For each line below, check for "that"; give only the total of lines where it occurs.
+++
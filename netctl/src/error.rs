//! Unified error types for the network controller.

use thiserror::Error;

/// Top-level error type for the network controller and its surfaces.
#[derive(Debug, Error)]
pub enum Error {
    /// Configuration file could not be resolved, read, or parsed.
    #[error("config: {0}")]
    Config(String),

    /// A provider type string did not name any known network.
    #[error("unknown provider type \"{0}\"")]
    UnknownProviderType(String),

    /// A provider type was passed to a setter that does not accept it.
    #[error("cannot set provider type '{provider_type}' here, use {hint}")]
    DisallowedProviderType {
        /// The rejected provider type.
        provider_type: String,
        /// The setter that should have been used instead.
        hint: &'static str,
    },

    /// A network client could not be constructed for the requested provider.
    #[error("client: {0}")]
    Client(String),

    /// The provider configuration store could not be read or written.
    #[error("store: {0}")]
    Store(String),

    /// Server bind or runtime error.
    #[error("server: {0}")]
    Server(String),

    /// A JSON-RPC request failed.
    #[error(transparent)]
    Transport(#[from] TransportError),
}

impl Error {
    /// Builds a [`Error::Config`] from a message.
    pub fn config(msg: impl Into<String>) -> Self {
        Self::Config(msg.into())
    }

    /// Builds a [`Error::Config`] from a message and an underlying cause.
    pub fn config_with(msg: impl AsRef<str>, err: impl std::fmt::Display) -> Self {
        Self::Config(format!("{}: {err}", msg.as_ref()))
    }

    /// Builds a [`Error::Client`] from a message.
    pub fn client(msg: impl Into<String>) -> Self {
        Self::Client(msg.into())
    }

    /// Builds a [`Error::Store`] from a message and an underlying cause.
    pub fn store_with(msg: impl AsRef<str>, err: impl std::fmt::Display) -> Self {
        Self::Store(format!("{}: {err}", msg.as_ref()))
    }

    /// Whether this error should be reported to API callers as a bad request.
    #[must_use]
    pub const fn is_client_fault(&self) -> bool {
        matches!(
            self,
            Self::UnknownProviderType(_) | Self::DisallowedProviderType { .. } | Self::Client(_)
        )
    }
}

/// Failure of a single JSON-RPC round trip.
#[derive(Debug, Error)]
pub enum TransportError {
    /// The HTTP request itself failed.
    #[error("http: {0}")]
    Http(#[from] reqwest::Error),

    /// The node answered with a JSON-RPC error object.
    #[error("rpc error {code}: {message}")]
    Rpc {
        /// JSON-RPC error code.
        code: i64,
        /// Human readable message from the node.
        message: String,
    },

    /// The response body was not a valid JSON-RPC response.
    #[error("invalid response: {0}")]
    InvalidResponse(String),

    /// The method is not served by this provider.
    #[error("method '{0}' is not supported")]
    Unsupported(String),
}

impl TransportError {
    /// JSON-RPC error code to report for this failure.
    #[must_use]
    pub const fn code(&self) -> i64 {
        match self {
            Self::Rpc { code, .. } => *code,
            Self::Unsupported(_) => -32601,
            Self::Http(_) | Self::InvalidResponse(_) => -32603,
        }
    }
}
+++
## [Solution]
2